In a news conference May 6, President Obama addressed recently announced rules and proposed regulations intended to help the U.S. fight tax evasion and other crimes connected to anonymous offshore companies and accounts. The announcements come after a month of intense review by the administration following the first release of the so-called Panama Papers, millions of documents stolen or leaked from Panamanian law firm Mossack, Fonseca. The papers have revealed a who’s who of international politicians, business leaders, sports figures and celebrities involved with financial transactions accomplished through anonymous shell corporations.
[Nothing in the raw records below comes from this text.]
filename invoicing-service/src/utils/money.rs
//! Line totals and display formatting for invoice amounts.

use crate::models::{Currency, CurrencyError};
use rust_decimal::{Decimal, RoundingStrategy};
use std::str::FromStr;
use thiserror::Error;

/// Largest amount a quantity, rate or total may take: 999,999,999,999,999.99,
/// the top of the `NUMERIC(19, 4)` columns at cent precision.
pub const MAX_AMOUNT: Decimal = Decimal::from_parts(1_569_325_055, 23_283_064, 0, false, 2);

#[derive(Debug, Error, PartialEq, Eq)]
pub enum TotalError {
    #[error("Total cannot be negative (got {0})")]
    Negative(Decimal),

    #[error("Total must be at most 999,999,999,999,999.99")]
    Overflow,
}

/// Parse a user-typed amount. Blank or unparseable input counts as zero, the
/// same way the form's live total treats it.
pub fn parse_amount(input: &str) -> Decimal {
    let trimmed = input.trim();
    if trimmed.is_empty() {
        return Decimal::ZERO;
    }

    Decimal::from_str(trimmed)
        .or_else(|_| Decimal::from_scientific(trimmed))
        .unwrap_or(Decimal::ZERO)
}

/// `quantity * rate`, refusing negative products and any above `MAX_AMOUNT`.
pub fn line_total(quantity: Decimal, rate: Decimal) -> Result<Decimal, TotalError> {
    let total = quantity.checked_mul(rate).ok_or(TotalError::Overflow)?;
    if total.is_sign_negative() && !total.is_zero() {
        return Err(TotalError::Negative(total));
    }
    if total > MAX_AMOUNT {
        return Err(TotalError::Overflow);
    }
    Ok(total)
}

/// Total for raw form input.
pub fn compute_total(quantity: &str, rate: &str) -> Result<Decimal, TotalError> {
    line_total(parse_amount(quantity), parse_amount(rate))
}

/// Render an amount the way the dashboard displays money: symbol prefix,
/// thousands separators, two fraction digits, half-away-from-zero rounding.
pub fn format_currency(amount: Decimal, currency: Currency) -> String {
    let rounded = amount.round_dp_with_strategy(2, RoundingStrategy::MidpointAwayFromZero);
    let negative = rounded.is_sign_negative() && !rounded.is_zero();

    let digits = format!("{:.2}", rounded.abs());
    let (whole, fraction) = digits.split_once('.').unwrap_or((digits.as_str(), "00"));

    let mut grouped = String::with_capacity(whole.len() + whole.len() / 3);
    for (i, ch) in whole.chars().enumerate() {
        if i > 0 && (whole.len() - i) % 3 == 0 {
            grouped.push(',');
        }
        grouped.push(ch);
    }

    format!(
        "{}{}{}.{}",
        if negative { "-" } else { "" },
        currency.symbol(),
        grouped,
        fraction
    )
}

/// Format against a raw currency code; unknown codes are refused rather than
/// rendered with a guessed symbol.
pub fn format_amount(amount: Decimal, code: &str) -> Result<String, CurrencyError> {
    let currency = Currency::from_str(code)?;
    Ok(format_currency(amount, currency))
}

#[cfg(test)]
mod tests {
    use super::*;

    fn d(s: &str) -> Decimal {
        Decimal::from_str(s).unwrap()
    }

    #[test]
    fn total_is_quantity_times_rate() {
        assert_eq!(compute_total("3", "150.00"), Ok(d("450.00")));
        assert_eq!(compute_total("2.5", "10"), Ok(d("25")));
        assert_eq!(compute_total("0", "99.99"), Ok(Decimal::ZERO));
    }

    #[test]
    fn unparseable_input_counts_as_zero() {
        assert_eq!(parse_amount(""), Decimal::ZERO);
        assert_eq!(parse_amount("abc"), Decimal::ZERO);
        assert_eq!(parse_amount("  4 "), d("4"));
        assert_eq!(parse_amount("1e3"), d("1000"));
        assert_eq!(compute_total("three", "150"), Ok(Decimal::ZERO));
    }

    #[test]
    fn negative_total_is_an_error() {
        assert_eq!(
            compute_total("-2", "10"),
            Err(TotalError::Negative(d("-20")))
        );
        assert_eq!(compute_total("-2", "-10"), Ok(d("20")));
        assert_eq!(compute_total("-2", "0"), Ok(Decimal::ZERO));
    }

    #[test]
    fn overflow_is_an_error() {
        assert_eq!(line_total(Decimal::MAX, d("2")), Err(TotalError::Overflow));
    }

    #[test]
    fn totals_are_capped_at_storage_limit() {
        assert_eq!(MAX_AMOUNT, d("999999999999999.99"));
        assert_eq!(line_total(MAX_AMOUNT, d("1")), Ok(MAX_AMOUNT));
        assert_eq!(line_total(MAX_AMOUNT, d("1.01")), Err(TotalError::Overflow));
        assert_eq!(
            compute_total("50000000000000000000000000000", "1"),
            Err(TotalError::Overflow)
        );
    }

    #[test]
    fn formats_usd() {
        assert_eq!(format_currency(d("450"), Currency::Usd), "$450.00");
        assert_eq!(format_currency(d("0"), Currency::Usd), "$0.00");
        assert_eq!(
            format_currency(d("1234567.891"), Currency::Usd),
            "$1,234,567.89"
        );
    }

    #[test]
    fn formats_eur() {
        assert_eq!(format_currency(d("1234.5"), Currency::Eur), "€1,234.50");
        assert_eq!(format_currency(d("100000"), Currency::Eur), "€100,000.00");
    }

    #[test]
    fn rounds_half_away_from_zero() {
        assert_eq!(format_currency(d("0.005"), Currency::Usd), "$0.01");
        assert_eq!(format_currency(d("2.344"), Currency::Usd), "$2.34");
        assert_eq!(format_currency(d("-0.001"), Currency::Usd), "$0.00");
    }

    #[test]
    fn negative_amounts_lead_with_sign() {
        assert_eq!(format_currency(d("-5"), Currency::Usd), "-$5.00");
        assert_eq!(format_currency(d("-1999.999"), Currency::Eur), "-€2,000.00");
    }

    #[test]
    fn unsupported_codes_fail_closed() {
        assert_eq!(format_amount(d("450"), "USD"), Ok("$450.00".to_string()));
        assert_eq!(
            format_amount(d("450"), "JPY"),
            Err(CurrencyError::Unsupported("JPY".to_string()))
        );
    }
}
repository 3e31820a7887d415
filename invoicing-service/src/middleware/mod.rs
pub mod auth;

pub use auth::AuthUser;
use secrecy::Secret;
use service_core::config as core_config;
use service_core::error::AppError;
use std::env;

const DEV_JWT_SECRET: &str = "dev-only-invoicing-secret";

#[derive(Debug, Clone)]
pub struct InvoicingConfig {
    pub common: core_config::Config,
    pub database: DatabaseConfig,
    pub auth: AuthConfig,
}

#[derive(Debug, Clone)]
pub struct DatabaseConfig {
    /// PostgreSQL URL. When unset outside production, invoices live in memory.
    pub url: Option<Secret<String>>,
    pub max_connections: u32,
    pub min_connections: u32,
}

#[derive(Debug, Clone)]
pub struct AuthConfig {
    /// HS256 secret shared with the session provider.
    pub jwt_secret: Secret<String>,
}

impl InvoicingConfig {
    pub fn load() -> Result<Self, AppError> {
        let common_config = core_config::Config::load()?;
        let is_prod = env::var("ENVIRONMENT")
            .map(|v| v == "prod")
            .unwrap_or_else(|_| common_config.is_production());

        let database_url = match env::var("DATABASE_URL") {
            Ok(url) if !url.trim().is_empty() => Some(Secret::new(url)),
            _ if is_prod => {
                return Err(AppError::ConfigError(anyhow::anyhow!(
                    "DATABASE_URL is required in production but not set"
                )))
            }
            _ => None,
        };

        Ok(InvoicingConfig {
            common: common_config,
            database: DatabaseConfig {
                url: database_url,
                max_connections: get_env("DATABASE_MAX_CONNECTIONS", Some("10"), is_prod)?
                    .parse()
                    .unwrap_or(10),
                min_connections: get_env("DATABASE_MIN_CONNECTIONS", Some("1"), is_prod)?
                    .parse()
                    .unwrap_or(1),
            },
            auth: AuthConfig {
                jwt_secret: Secret::new(get_env("JWT_SECRET", Some(DEV_JWT_SECRET), is_prod)?),
            },
        })
    }

    /// Configuration for tests and local tooling: in-memory store, given secret.
    pub fn for_tests(jwt_secret: &str) -> Self {
        InvoicingConfig {
            common: core_config::Config::default(),
            database: DatabaseConfig {
                url: None,
                max_connections: 1,
                min_connections: 0,
            },
            auth: AuthConfig {
                jwt_secret: Secret::new(jwt_secret.to_string()),
            },
        }
    }

    pub fn is_production(&self) -> bool {
        self.common.is_production()
            || env::var("ENVIRONMENT").map(|v| v == "prod").unwrap_or(false)
    }
}

fn get_env(key: &str, default: Option<&str>, is_prod: bool) -> Result<String, AppError> {
    match env::var(key) {
        Ok(val) => Ok(val),
        Err(_) => {
            if is_prod {
                Err(AppError::ConfigError(anyhow::anyhow!(
                    "{} is required in production but not set",
                    key
                )))
            } else if let Some(def) = default {
                Ok(def.to_string())
            } else {
                Err(AppError::ConfigError(anyhow::anyhow!(
                    "{} is required but not set",
                    key
                )))
            }
        }
    }
}
use crate::dtos::DashboardView;
use crate::error::InvoiceError;
use crate::middleware::AuthUser;
use crate::services::build_dashboard;
use crate::startup::AppState;
use axum::{extract::State, Json};
use chrono::Utc;
use tracing::instrument;

/// Dashboard widgets for the signed-in user, built from one listing.
#[instrument(skip(state, user), fields(user_id = %user.user_id))]
pub async fn dashboard(
    State(state): State<AppState>,
    user: AuthUser,
) -> Result<Json<DashboardView>, InvoiceError> {
    let invoices = state.repository.list_for_owner(&user.user_id, None).await?;
    Ok(Json(build_dashboard(&invoices, Utc::now().date_naive())))
}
The new regulations include a “customer due diligence” rule requiring banks, mutual funds, securities brokers and other financial institutions to determine, verify and keep records about the actual ownership of the companies with whom they do business. The administration has also proposed regulations requiring owners of foreign-owned “single-member limited liability companies” to obtain employer identification numbers from the IRS. In an effort to increase transparency and address “the problem of global tax avoidance,” both rules are intended to make more easily discoverable the actual ownership of offshore companies and accounts, allowing for easier investigation of suspected fraud, tax evasion, and money laundering. Currently, companies can do business in the U.S. anonymously by registering in states that do not require full disclosure of actual ownership.
The new rules create regulatory obligations for a broad array of financial institutions, and potential new obligations for off-shore investors. A further release of Panama Papers on May 9 contained the identities of many U.S. companies and individuals involved in such “anonymous” shell corporations. Greater scrutiny of such transactions and the financial institutions involved with them is likely to follow.